* [What you will do]: Could you set down exactly the lines in the records below between the line holding "use crate::capture::frame::FrameImage;" and the line holding "backend directly. A", inclusive?

Saved entries:
···
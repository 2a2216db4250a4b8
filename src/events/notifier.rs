use std::collections::VecDeque;
use std::sync::Mutex;

use anyhow::{anyhow, Result};
use chrono::{Local, TimeZone};

use crate::events::observer::{FallEvent, FallEventObserver};

/// Default push endpoint (LINE Messaging API).
pub const DEFAULT_PUSH_API_URL: &str = "https://api.line.me/v2/bot/message/push";

/// Operator notification over a push-message HTTP API.
///
/// Best-effort: a failed send is queued and logged, never surfaced to the
/// state machine. The endpoint is overridable for tests.
pub struct PushNotifier {
    api_url: String,
    channel_access_token: String,
    user_id: String,
    enabled: bool,
    pending: Mutex<VecDeque<FallEvent>>,
}

impl PushNotifier {
    pub fn new(channel_access_token: &str, user_id: &str, enabled: bool) -> Self {
        Self {
            api_url: DEFAULT_PUSH_API_URL.to_string(),
            channel_access_token: channel_access_token.to_string(),
            user_id: user_id.to_string(),
            enabled,
            pending: Mutex::new(VecDeque::new()),
        }
    }

    pub fn with_api_url(mut self, api_url: &str) -> Self {
        self.api_url = api_url.to_string();
        self
    }

    pub fn pending_count(&self) -> usize {
        self.pending.lock().map(|pending| pending.len()).unwrap_or(0)
    }

    fn format_time(epoch: f64) -> String {
        match Local.timestamp_opt(epoch as i64, 0).single() {
            Some(dt) => dt.format("%Y-%m-%d %H:%M:%S").to_string(),
            None => format!("{:.0}", epoch),
        }
    }

    fn post(&self, text: &str) -> std::result::Result<(), String> {
        let body = serde_json::json!({
            "to": self.user_id,
            "messages": [{"type": "text", "text": text}],
        });
        match ureq::post(&self.api_url)
            .set(
                "Authorization",
                &format!("Bearer {}", self.channel_access_token),
            )
            .send_json(body)
        {
            Ok(_) => Ok(()),
            Err(ureq::Error::Status(code, _)) => Err(format!("push API returned {}", code)),
            Err(e) => Err(format!("push transport error: {}", e)),
        }
    }

    fn send(&self, event: &FallEvent, text: &str) -> Result<()> {
        match self.post(text) {
            Ok(()) => log::info!("notification sent for {}", event.event_id),
            Err(e) => {
                log::warn!("notification failed for {}: {}", event.event_id, e);
                self.pending
                    .lock()
                    .map_err(|_| anyhow!("notifier queue lock poisoned"))?
                    .push_back(event.clone());
            }
        }
        Ok(())
    }

    /// Re-send queued notifications, stopping at the first failure.
    pub fn retry_pending(&self) -> Result<()> {
        loop {
            let event = {
                let pending = self
                    .pending
                    .lock()
                    .map_err(|_| anyhow!("notifier queue lock poisoned"))?;
                match pending.front() {
                    Some(event) => event.clone(),
                    None => return Ok(()),
                }
            };
            let text = format!(
                "Fall alert (retry)\nevent: {}\ntime: {}",
                event.event_id,
                Self::format_time(event.confirmed_at)
            );
            if self.post(&text).is_err() {
                return Ok(());
            }
            self.pending
                .lock()
                .map_err(|_| anyhow!("notifier queue lock poisoned"))?
                .pop_front();
        }
    }
}

impl FallEventObserver for PushNotifier {
    fn on_fall_confirmed(&self, event: &FallEvent) -> Result<()> {
        if !self.enabled {
            return Ok(());
        }
        let text = format!(
            "Fall alert!\nevent: {}\ntime: {}\nnotification #{}",
            event.event_id,
            Self::format_time(event.confirmed_at),
            event.notification_count
        );
        self.send(event, &text)
    }

    fn on_fall_recovered(&self, event: &FallEvent) -> Result<()> {
        if !self.enabled {
            return Ok(());
        }
        let text = format!(
            "Recovered\nevent: {}\ntime: {}",
            event.event_id,
            Self::format_time(crate::epoch_now())
        );
        self.send(event, &text)
    }
}

#[cfg(test)]
mod tests {
    use super::*;

    fn event() -> FallEvent {
        FallEvent {
            event_id: "evt_1".into(),
            confirmed_at: 1735459200.0,
            last_notified_at: 1735459200.0,
            notification_count: 1,
        }
    }

    #[test]
    fn disabled_notifier_is_silent() {
        let notifier = PushNotifier::new("token", "user", false)
            .with_api_url("http://127.0.0.1:1/unreachable");
        notifier.on_fall_confirmed(&event()).unwrap();
        notifier.on_fall_recovered(&event()).unwrap();
        assert_eq!(notifier.pending_count(), 0);
    }

    #[test]
    fn failed_sends_queue_for_retry() {
        // Nothing listens on this port, so the send fails fast.
        let notifier = PushNotifier::new("token", "user", true)
            .with_api_url("http://127.0.0.1:1/unreachable");
        notifier.on_fall_confirmed(&event()).unwrap();
        assert_eq!(notifier.pending_count(), 1);

        // Retry fails too and leaves the queue intact.
        notifier.retry_pending().unwrap();
        assert_eq!(notifier.pending_count(), 1);
    }
}
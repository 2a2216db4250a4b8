use serde::{Deserialize, Serialize};

/// Supported keypoint layouts.
#[derive(Clone, Copy, Debug, PartialEq, Eq, Serialize, Deserialize)]
pub enum KeypointFormat {
    #[serde(rename = "coco17")]
    Coco17,
    #[serde(rename = "mediapipe33")]
    Mediapipe33,
}

impl KeypointFormat {
    /// Maximum keypoints a frame of this format may carry.
    pub fn capacity(&self) -> usize {
        match self {
            KeypointFormat::Coco17 => COCO17_KEYPOINTS.len(),
            KeypointFormat::Mediapipe33 => MEDIAPIPE33_KEYPOINTS.len(),
        }
    }

    pub fn keypoint_names(&self) -> &'static [&'static str] {
        match self {
            KeypointFormat::Coco17 => COCO17_KEYPOINTS,
            KeypointFormat::Mediapipe33 => MEDIAPIPE33_KEYPOINTS,
        }
    }
}

/// COCO-17 keypoint names in canonical order.
pub const COCO17_KEYPOINTS: &[&str] = &[
    "nose",
    "left_eye",
    "right_eye",
    "left_ear",
    "right_ear",
    "left_shoulder",
    "right_shoulder",
    "left_elbow",
    "right_elbow",
    "left_wrist",
    "right_wrist",
    "left_hip",
    "right_hip",
    "left_knee",
    "right_knee",
    "left_ankle",
    "right_ankle",
];

/// MediaPipe 33-keypoint names in canonical order.
pub const MEDIAPIPE33_KEYPOINTS: &[&str] = &[
    "nose",
    "left_eye_inner",
    "left_eye",
    "left_eye_outer",
    "right_eye_inner",
    "right_eye",
    "right_eye_outer",
    "left_ear",
    "right_ear",
    "mouth_left",
    "mouth_right",
    "left_shoulder",
    "right_shoulder",
    "left_elbow",
    "right_elbow",
    "left_wrist",
    "right_wrist",
    "left_pinky",
    "right_pinky",
    "left_index",
    "right_index",
    "left_thumb",
    "right_thumb",
    "left_hip",
    "right_hip",
    "left_knee",
    "right_knee",
    "left_ankle",
    "right_ankle",
    "left_heel",
    "right_heel",
    "left_foot_index",
    "right_foot_index",
];

#[cfg(test)]
mod tests {
    use super::*;

    #[test]
    fn capacities_match_name_tables() {
        assert_eq!(KeypointFormat::Coco17.capacity(), 17);
        assert_eq!(KeypointFormat::Mediapipe33.capacity(), 33);
    }

    #[test]
    fn serde_names_are_lowercase() {
        assert_eq!(
            serde_json::to_string(&KeypointFormat::Coco17).unwrap(),
            "\"coco17\""
        );
        let parsed: KeypointFormat = serde_json::from_str("\"mediapipe33\"").unwrap();
        assert_eq!(parsed, KeypointFormat::Mediapipe33);
    }
}
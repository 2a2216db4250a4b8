use anyhow::Result;

use crate::capture::frame::FrameImage;
use crate::detect::backend::{DetectionKind, DetectorBackend};
use crate::detect::types::Detection;

/// Front-end over a detection backend.
///
/// The pipeline talks to this type, never to a backend directly. A
/// backend error is downgraded to an empty result with a warning so
/// inference failures never terminate the capture loop.
pub struct Detector {
    backend: Box<dyn DetectorBackend>,
    kind: DetectionKind,
}

impl Detector {
    pub fn new(backend: Box<dyn DetectorBackend>, kind: DetectionKind) -> Result<Self> {
        if !backend.supports(kind) {
            anyhow::bail!(
                "backend '{}' does not support {:?} detection",
                backend.name(),
                kind
            );
        }
        Ok(Self { backend, kind })
    }

    pub fn kind(&self) -> DetectionKind {
        self.kind
    }

    pub fn backend_name(&self) -> &'static str {
        self.backend.name()
    }

    pub fn warm_up(&mut self) -> Result<()> {
        self.backend.warm_up()
    }

    /// Detections ordered most salient first; empty on inference failure.
    pub fn detect(&mut self, image: &FrameImage) -> Vec<Detection> {
        match self
            .backend
            .detect(image.pixels(), image.width, image.height)
        {
            Ok(detections) => detections,
            Err(e) => {
                log::warn!("{} inference failed: {:#}", self.backend.name(), e);
                Vec::new()
            }
        }
    }
}

#[cfg(test)]
mod tests {
    use super::*;
    use crate::detect::backends::stub::{StubPersonBackend, StubPoseBackend};

    struct FailingBackend;

    impl DetectorBackend for FailingBackend {
        fn name(&self) -> &'static str {
            "failing"
        }
        fn supports(&self, _kind: DetectionKind) -> bool {
            true
        }
        fn detect(&mut self, _pixels: &[u8], _w: u32, _h: u32) -> Result<Vec<Detection>> {
            anyhow::bail!("engine exploded")
        }
    }

    #[test]
    fn backend_errors_become_empty_results() {
        let mut detector =
            Detector::new(Box::new(FailingBackend), DetectionKind::Person).unwrap();
        let img = FrameImage::filled(8, 8, [0, 0, 0]);
        assert!(detector.detect(&img).is_empty());
    }

    #[test]
    fn rejects_backend_without_requested_kind() {
        assert!(Detector::new(Box::new(StubPersonBackend::new()), DetectionKind::Pose).is_err());
        assert!(Detector::new(Box::new(StubPoseBackend::new()), DetectionKind::Pose).is_ok());
    }

    #[test]
    fn stub_detector_reports_figure() {
        let mut detector =
            Detector::new(Box::new(StubPersonBackend::new()), DetectionKind::Person).unwrap();
        let mut img = FrameImage::filled(64, 64, [16, 16, 16]);
        img.fill_rect(10, 10, 10, 30, [220, 220, 220]);
        let dets = detector.detect(&img);
        assert_eq!(dets.len(), 1);
        assert!(dets[0].bbox().is_some());
    }
}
···
* [Exercise answer]:
use crate::capture::frame::FrameImage;
use crate::detect::backend::{DetectionKind, DetectorBackend};
use crate::detect::types::Detection;

/// Front-end over a detection backend.
///
/// The pipeline talks to this type, never to a backend directly. A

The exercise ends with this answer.